Lines from the beginning of the entries up to and including the one with "pub const DEFAULT_CONFIG_FILE: &str" must be duplicated word for word; leave out all others.

DATA UNDER STUDY:
______________________________
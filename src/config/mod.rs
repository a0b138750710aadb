// pgbackup/src/config/mod.rs
use anyhow::{Context, Result};
use serde::Deserialize;
use std::collections::HashMap;
use std::env;
use std::fs;
use std::path::{Path, PathBuf};
use url::Url;

use crate::utils::logging::DEFAULT_LOG_FILE;
use crate::utils::storage::KB_PER_MB;

pub const DEFAULT_CONFIG_FILE: &str = "config.json";
pub const DEFAULT_MIN_FREE_SPACE_MB: u64 = 100;
pub const DEFAULT_MIN_FREE_SPACE_PER_DB_MB: u64 = 10;
pub const DEFAULT_COMPRESSION_LEVEL: u32 = 6;

// Structs for deserializing config.json
#[derive(Debug, Clone, Default, Deserialize)]
pub struct RawJsonConfig {
    pub source_database_url: Option<String>,
    pub local_backup_dir: Option<PathBuf>,
    pub temp_dump_root: Option<PathBuf>,
    pub log_file: Option<PathBuf>,
    pub database_list: Option<serde_json::Value>,
    pub compression_level: Option<u32>,
    pub min_free_space_mb: Option<u64>,
    pub min_free_space_per_db_mb: Option<u64>,
}

/// Values supplied on the command line; they win over file and environment.
#[derive(Debug, Clone, Default)]
pub struct CliOverrides {
    pub backup_dir: Option<PathBuf>,
    pub log_file: Option<PathBuf>,
    pub temp_dir: Option<PathBuf>,
}

#[derive(Debug, Clone)]
pub struct BackupConfig {
    pub source_db_url: Url,
    /// Explicit list; `None` means enumerate the server.
    pub databases_to_backup: Option<Vec<String>>,
    pub local_backup_path: PathBuf,
    pub temp_dump_root: PathBuf,
    pub compression_level: u32,
    pub min_free_space_mb: u64,
    pub min_free_space_per_db_mb: u64,
}

#[derive(Debug, Clone)]
pub struct AppConfig {
    pub raw_json_config: RawJsonConfig,
}

impl AppConfig {
    /// Reads `config_path`. A missing file is tolerated only when `required` is false.
    pub fn load_from_json(config_path: &Path, required: bool) -> Result<Self> {
        if !required && !config_path.exists() {
            return Ok(AppConfig {
                raw_json_config: RawJsonConfig::default(),
            });
        }

        let config_content = fs::read_to_string(config_path)
            .with_context(|| format!("Failed to read config file at {}", config_path.display()))?;
        let raw_json_config: RawJsonConfig = serde_json::from_str(&config_content)
            .with_context(|| {
                format!(
                    "Failed to parse JSON from config file at {}",
                    config_path.display()
                )
            })?;

        Ok(AppConfig { raw_json_config })
    }

    /// Applies `SOURCE_DATABASE_URL`, `LOCAL_BACKUP_DIR`, `TEMP_DUMP_ROOT` and
    /// `BACKUP_LOG_FILE`, then the command-line values.
    pub fn apply_overrides(&mut self, cli: &CliOverrides) {
        self.apply_env_with(|key| env::var(key).ok().filter(|v| !v.trim().is_empty()));
        self.apply_cli(cli);
    }

    fn apply_cli(&mut self, cli: &CliOverrides) {
        let raw = &mut self.raw_json_config;
        if let Some(dir) = &cli.backup_dir {
            raw.local_backup_dir = Some(dir.clone());
        }
        if let Some(file) = &cli.log_file {
            raw.log_file = Some(file.clone());
        }
        if let Some(dir) = &cli.temp_dir {
            raw.temp_dump_root = Some(dir.clone());
        }
    }

    fn apply_env_with(&mut self, lookup: impl Fn(&str) -> Option<String>) {
        let raw = &mut self.raw_json_config;
        if let Some(url) = lookup("SOURCE_DATABASE_URL") {
            raw.source_database_url = Some(url);
        }
        if let Some(dir) = lookup("LOCAL_BACKUP_DIR") {
            raw.local_backup_dir = Some(PathBuf::from(dir));
        }
        if let Some(dir) = lookup("TEMP_DUMP_ROOT") {
            raw.temp_dump_root = Some(PathBuf::from(dir));
        }
        if let Some(file) = lookup("BACKUP_LOG_FILE") {
            raw.log_file = Some(PathBuf::from(file));
        }
    }

    pub fn log_file(&self) -> PathBuf {
        self.raw_json_config
            .log_file
            .clone()
            .unwrap_or_else(|| PathBuf::from(DEFAULT_LOG_FILE))
    }
}

pub fn load_backup_config(raw_config: &RawJsonConfig) -> Result<BackupConfig> {
    let source_db_url = raw_config
        .source_database_url
        .as_ref()
        .context("source_database_url must be set in config.json or SOURCE_DATABASE_URL")?;
    let source_db_url = Url::parse(source_db_url)
        .context("source_database_url is not a valid PostgreSQL URL")?;

    let local_backup_path = raw_config
        .local_backup_dir
        .as_ref()
        .context("local_backup_dir must be set in config.json or LOCAL_BACKUP_DIR")?
        .clone();

    if local_backup_path.to_string_lossy().is_empty() {
        return Err(anyhow::anyhow!(
            "local_backup_dir cannot be empty in config.json."
        ));
    }

    let compression_level = raw_config
        .compression_level
        .unwrap_or(DEFAULT_COMPRESSION_LEVEL);
    if compression_level > 9 {
        return Err(anyhow::anyhow!(
            "compression_level must be between 0 and 9, got {}",
            compression_level
        ));
    }

    let min_free_space_mb = space_threshold(
        "min_free_space_mb",
        raw_config.min_free_space_mb,
        DEFAULT_MIN_FREE_SPACE_MB,
    )?;
    let min_free_space_per_db_mb = space_threshold(
        "min_free_space_per_db_mb",
        raw_config.min_free_space_per_db_mb,
        DEFAULT_MIN_FREE_SPACE_PER_DB_MB,
    )?;

    Ok(BackupConfig {
        source_db_url,
        databases_to_backup: parse_database_list(&raw_config.database_list)?,
        local_backup_path,
        temp_dump_root: raw_config
            .temp_dump_root
            .clone()
            .unwrap_or_else(env::temp_dir),
        compression_level,
        min_free_space_mb,
        min_free_space_per_db_mb,
    })
}

/// Threshold in MB; must still fit in a `u64` once converted to KB.
fn space_threshold(field: &str, value: Option<u64>, default: u64) -> Result<u64> {
    let mb = value.unwrap_or(default);
    if mb.checked_mul(KB_PER_MB).is_none() {
        return Err(anyhow::anyhow!(
            "{} is too large: {} MB cannot be expressed in KB",
            field,
            mb
        ));
    }
    Ok(mb)
}

/// Parses the database_list configuration.
/// Accepts `["db1", "db2"]` or a `{"source_db": "target_db"}` mapping, whose keys are used.
fn parse_database_list(database_list: &Option<serde_json::Value>) -> Result<Option<Vec<String>>> {
    match database_list {
        Some(value) => {
            if value.is_array() {
                let databases: Vec<String> = serde_json::from_value(value.clone())
                    .context("Failed to parse database_list as array")?;
                Ok(Some(databases))
            } else if value.is_object() {
                let mapping: HashMap<String, String> = serde_json::from_value(value.clone())
                    .context("Failed to parse database_list as mapping object")?;
                let mut source_databases: Vec<String> = mapping.into_keys().collect();
                source_databases.sort();
                Ok(Some(source_databases))
            } else {
                Err(anyhow::anyhow!("database_list must be either an array of database names or a mapping object"))
            }
        }
        None => Ok(None),
    }
}
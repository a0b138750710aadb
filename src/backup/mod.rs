pub(crate) mod archive;  // gzip codec, compress and integrity stages
pub(crate) mod db_dump;  // pg_dump invocation and database enumeration
mod logic;
pub(crate) mod publish;  // two-step rename into the backup directory

use std::path::PathBuf;
use std::sync::Arc;

use crate::config::BackupConfig;
use crate::errors::FatalError;
use crate::utils::storage::FsProbe;
use archive::GzipCodec;
use db_dump::{PgCatalog, PgDumpProducer};

pub use logic::RunSummary;

/// Pipeline position of a staged file.
#[derive(Debug, Clone, Copy, PartialEq, Eq)]
pub enum ArtifactStage {
    Raw,
    Compressed,
    Final,
}

/// One database's backup file at a given stage.
#[derive(Debug, Clone, PartialEq, Eq)]
pub struct Artifact {
    pub database: String,
    pub stage: ArtifactStage,
    pub path: PathBuf,
}

impl Artifact {
    pub fn new(database: impl Into<String>, stage: ArtifactStage, path: PathBuf) -> Self {
        Self {
            database: database.into(),
            stage,
            path,
        }
    }
}

/// Public entry point for the backup process.
/// Wires the PostgreSQL, gzip and filesystem collaborators into the orchestrator.
pub async fn run_backup_flow(backup_config: &BackupConfig) -> Result<RunSummary, FatalError> {
    let producer = PgDumpProducer::locate(&backup_config.source_db_url)
        .map_err(FatalError::MissingTool)?;
    let catalog = PgCatalog::new(&backup_config.source_db_url).map_err(FatalError::Config)?;
    let probe = FsProbe;

    let collaborators = logic::Collaborators {
        catalog: &catalog,
        producer: &producer,
        codec: Arc::new(GzipCodec::new(backup_config.compression_level)),
        probe: &probe,
    };
    logic::perform_backup_orchestration(backup_config, &collaborators).await
}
______________________________
SOLUTION FOR THIS PROBLEM:
filename src/config/mod.rs
repository a0b138750710aadb
// pgbackup/src/config/mod.rs
use anyhow::{Context, Result};
use serde::Deserialize;
use std::collections::HashMap;
use std::env;
use std::fs;
use std::path::{Path, PathBuf};
use url::Url;

use crate::utils::logging::DEFAULT_LOG_FILE;
use crate::utils::storage::KB_PER_MB;

pub const DEFAULT_CONFIG_FILE: &str = "config.json";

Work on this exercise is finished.